6.JBIAの5年「多様化の中で」 2013.5加筆部分

 任意団体JBIAを発起したのが2008年、翌年には法人化し2期4年が経過し会員会費に支えられた非営利型民営協会として合わせて5年が経過しました。この間全国の会員から様々な情報を得て全国を俯瞰するとまた新しいものが見えてきたのでそれらをまとめてみました。

(1)産業プラットフォームの試みはどうなったか

 JANBOと共に全国に約50程生まれた県の新事業支援実施機関、別名中核的支援機関群により国内に産業プラットフォームが構築され、誕生から16年以上経過したわけですが、果たしてわが国の起業率は向上したのでしょうか。これを示すものとして米国のバブソン・カレッジを中心としたグローバル・アントレプレナー・モニターという調査報告を参照してみます。この調査は2000年以降毎年継続的に実施されトレンドを知る上で大変参考になります。

 ところが驚いたことに、わが国はベンチャー支援と称して国や県は過去10年以上にわたり多大な資金を投じてきたのですが、目下公表されている2011年の資料を見る限り、日本の起業率は10年間何等変わっていないという事実でした。(2001年の資料は掲載省略)今となっては古い資料ですが、わが国からこの調査に参加する団体がなくなったので日本の位置は不明となっています。

(2)先進国の特徴

 この調査報告では、従来国毎の起業率を単純に比較していましたが、2011年度では初めて経済構造の違い毎に分けて集計しています。その結果、Innovation-Driven Economyと分類される先進国では他の経済構造圏に較べ起業率が低いことがわかります。さらに2011年から起業家型従業者、いわゆる企業内起業活動の調査も実施され、興味深い結果が出ているのでそれも掲載してみました。

 先進国のように企業が発達すると、とても強力な存在となりそれらに抗して起業するのが難しくなる半面、企業内起業が活発になるのは容易に想像されるところで、上のグラフはそれを端的に示しているといえます。では、日本はどんな特徴を持った存在なのでしょうか。

(3)多様性の再認識

 かながわサイエンスパークが生まれた1990年代初頃、BIとは技術開発の急成長型企業創出のことで、これら優秀な企業の出現と株式公開による成長で多くの雇用の場を創出すると説明されていました。

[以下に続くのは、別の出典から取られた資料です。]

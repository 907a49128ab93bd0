//! # Miniflux Indexer Shared
//!
//! Plain data types passed between the repository, the pipeline and the
//! indexer binary. Nothing in this crate performs I/O.

mod build_info;
mod entry;
mod index_info;

pub use build_info::BuildInfo;
pub use entry::{DocumentTokens, Entry};
pub use index_info::{IndexInfo, IndexMeta};
//! Worker module for the indexer pipeline.
//!
//! Workers pull entries from the shared queue, process them with their own
//! tokenizer and hand the result to the writer.

use std::sync::Arc;
use std::time::Duration;

use tokio::sync::{mpsc, Mutex};
use tokio_util::sync::CancellationToken;
use tracing::{debug, error, trace};

use crate::errors::PipelineError;
use crate::processor::{TextProcessor, Tokenizer};
use crate::writer::IndexWriter;
use miniflux_indexer_shared::Entry;

/// Consumer side of the worker queue, shared by every worker.
pub type SharedReceiver = Arc<Mutex<mpsc::Receiver<Entry>>>;

/// One member of the worker pool.
///
/// The tokenizer is built once per worker and reused for every entry.
pub struct IndexWorker {
    worker_id: usize,
    tokenizer: Arc<dyn Tokenizer>,
    processor: TextProcessor,
    writer: Arc<IndexWriter>,
    entry_timeout: Duration,
}

impl IndexWorker {
    pub fn new(
        worker_id: usize,
        tokenizer: Arc<dyn Tokenizer>,
        writer: Arc<IndexWriter>,
        entry_timeout: Duration,
    ) -> Self {
        Self {
            worker_id,
            tokenizer,
            processor: TextProcessor::new(),
            writer,
            entry_timeout,
        }
    }

    /// Process queue items until `cancel` fires or the queue closes.
    ///
    /// Entries still queued at cancellation are dropped. An entry already
    /// being processed runs to completion or to its deadline.
    pub async fn run(self, rx: SharedReceiver, cancel: CancellationToken) {
        trace!(worker_id = self.worker_id, "Index worker starting");
        let mut indexed = 0usize;
        let mut failed = 0usize;

        loop {
            let next = {
                let mut rx_guard = rx.lock().await;
                tokio::select! {
                    biased;
                    _ = cancel.cancelled() => {
                        trace!(worker_id = self.worker_id, "Index worker cancelled");
                        break;
                    }
                    entry = rx_guard.recv() => entry
                }
            };

            let Some(entry) = next else {
                trace!(worker_id = self.worker_id, "Worker queue closed");
                break;
            };

            let entry_id = entry.id;
            match self.index_entry(entry).await {
                Ok(()) => indexed += 1,
                Err(e) => {
                    failed += 1;
                    error!(
                        entry_id,
                        worker_id = self.worker_id,
                        error = %e,
                        "Failed to index entry"
                    );
                }
            }
        }

        debug!(worker_id = self.worker_id, indexed, failed, "Index worker finished");
    }

    /// Process and persist one entry under the per-entry deadline.
    pub async fn index_entry(&self, entry: Entry) -> Result<(), PipelineError> {
        let entry_id = entry.id;
        tokio::time::timeout(self.entry_timeout, self.process_and_write(entry))
            .await
            .map_err(|_| PipelineError::DeadlineExceeded {
                entry_id,
                timeout: self.entry_timeout,
            })?
    }

    async fn process_and_write(&self, entry: Entry) -> Result<(), PipelineError> {
        let entry_id = entry.id;
        let processor = self.processor;
        let tokenizer = self.tokenizer.clone();

        // Segmentation is CPU-bound
        let processed =
            tokio::task::spawn_blocking(move || processor.process(&entry, tokenizer.as_ref()))
                .await
                .map_err(|e| PipelineError::processing(entry_id, e))?;

        self.writer.write(&processed).await
    }
}
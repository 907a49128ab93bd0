//! PostgreSQL implementation of the indexer stores.
//!
//! The metadata store (`index_info`) and the source store (`entries`) are
//! independent connection pools; they may point at the same database.

mod connection;
mod entry_source;
mod index_info_store;
mod queries;

pub use connection::{connect_pool, redact_url, StoreConnectOptions};
pub use entry_source::PgEntrySource;
pub use index_info_store::PgIndexInfoStore;
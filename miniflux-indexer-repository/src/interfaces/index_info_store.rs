//! Completion record store trait definition.

use async_trait::async_trait;

use crate::errors::StoreError;
use miniflux_indexer_shared::{IndexInfo, IndexMeta};

/// Abstract interface over the metadata store holding completion records.
#[async_trait]
pub trait IndexInfoStore: Send + Sync {
    /// Highest entry id with a completion record.
    ///
    /// # Returns
    ///
    /// * `Ok(None)` - If no record exists yet
    /// * `Ok(Some(id))` - The maximum recorded id
    /// * `Err(StoreError)` - If the query fails
    async fn max_indexed_id(&self) -> Result<Option<i64>, StoreError>;

    /// Insert or overwrite the completion record for `entry_id`.
    ///
    /// Concurrent calls for the same id must not conflict; the last write
    /// wins and exactly one record remains.
    ///
    /// # Arguments
    ///
    /// * `entry_id` - Entry the record belongs to
    /// * `language` - Detected language code
    /// * `meta` - Metadata stored with the record
    async fn upsert_index_info(
        &self,
        entry_id: i64,
        language: &str,
        meta: &IndexMeta,
    ) -> Result<(), StoreError>;

    /// Fetch the completion record for `entry_id`, if any.
    async fn get_index_info(&self, entry_id: i64) -> Result<Option<IndexInfo>, StoreError>;
}
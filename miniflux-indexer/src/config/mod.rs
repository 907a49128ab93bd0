//! Configuration module for the miniflux indexer.
//!
//! Handles command line parsing and dependency wiring.

mod cli;
mod dependencies;

pub use cli::{parse_duration, Cli, Command, LoaderCli, StartArgs};
pub use dependencies::Dependencies;
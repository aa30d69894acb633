use thiserror::Error;

/// Errors that can occur during persistence operations. The list is likely to
/// stay as is but marked as non-exhaustive to allow for future additions
/// without breaking the API. A caller would typically only need to handle
/// `NoData` as the other errors are either media faults or static
/// configuration defects.
#[derive(Error, Debug, PartialEq)]
#[cfg_attr(feature = "defmt", derive(defmt::Format))]
#[non_exhaustive]
pub enum Error {
    /// No committed record exists. Either the region is virgin, every block
    /// failed its CRC check, or the region was last written by a firmware
    /// revision with a different version tag.
    #[error("no data")]
    NoData,

    /// The NVMem driver reported a read failure.
    #[error("read failed")]
    Read,

    /// The NVMem driver reported a write failure. The region has been
    /// rescanned and the previous record (if any) is active again.
    #[error("write failed")]
    Write,

    /// The NVMem driver reported an erase failure.
    #[error("erase failed")]
    Erase,

    /// The region cannot hold even a single page of record blocks, or the
    /// write/erase/read granularities do not nest.
    #[error("invalid region geometry")]
    InvalidGeometry,

    /// Fault tolerance was requested but the region only fits one page, so
    /// an erase would destroy the current record before its replacement is
    /// committed.
    #[error("region is not fault tolerant")]
    NotFaultTolerant,
}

あれから四半世紀余、初期BI活動の結果やわが国経済環境の変化を考え合わせると、この方式を維持することが一概に誤りであるとは言えませんが、とても現実味があるとは言えないのは歴史が示しているし、何よりも全国一律の方式を推進することに問題なしとは言えません。 そこで、今までの知見により得られた起業家(者)の種類と産業インフラ(支援機関種類)の関係を整理してみると概ね下図のようになりました。

(4)これからのBI/IM    <Produce> & <Commit>

 世の中に経済を牽引するような起業家(Extreme Entrepreneur.)が存在することは確かですがその数は本の一握りであり、しかも天才的なそれらの起業家は自らの力で起業し成長します。資金が必要なら自ら金融機関と交渉したりVCから調達しています。今にして思えば、初期の産業プラットフォームの役割が「ベンチャー」育成であったことを思うと、余りに理想過ぎ支援の必要ないものを公的に創出すると施設整備がなされましたが、かなり無理のあった設定といえます。

 その一方で、疲弊していく地域では住民の暮らしを維持する地域産業が必要であり、一般的に従来の慣行が支配的な中で新たな経済活力を作るのは容易ではありませんが、ここにこそ公としての産業プラットフォームBI/IMの役割があるのではないでしょうか。

 但し、産業のカルチャーと行政のカルチャーは異なります。前者は時と共に経営力で変化し続けなければならず、後者は決まったことを確実に果たすところに信頼があります。そして地域住民の暮らしを維持するという公の原則のもと、方法は民の柔軟性に委ねることで最良の仕組みが各地で生まれています。これらIMの先達によって築かれた貴重なノウハウを伝えるべくJBIAは活動しております。

 こんにちBIが対象とする「産業創造」の内容はとても幅が広く、地域の違い公と民の運営目的の違いなど多様性を認識しなくてはならないでしょう。それ故双方のIMにとって共通する何よりも肝心なことは多様性の中で「地域毎のミッション(使命)」を考える力であり、このためにJBIAは産業創造師という新たな職能人材IMの育成に注力しているのです。これからのIMには地域に適合した産業をProduceする能力が益々必要とされ、その産業つくりが決まった暁にはただ起業者にだけ任せるのではなくIMも率先してCommit(協働)していくことも求めらます。現在のIM養成はこの考え方の基で研修を行っています。

 BI/IMの在り方を追求していくと、近未来の地域産業の姿と既存産業群の間のギャップを埋めたり、複雑に分化した既存の仕組みのなかで、あたかも縦糸に横糸を通すような活動をすることにより解決可能なことが沢山見えてきます。それを実行するのがIMで、既存の士業でもコンサルタントでもコーディネータでもありません。これが現代日本型BI/IMの説明ですがお解りいただけたでしょうか。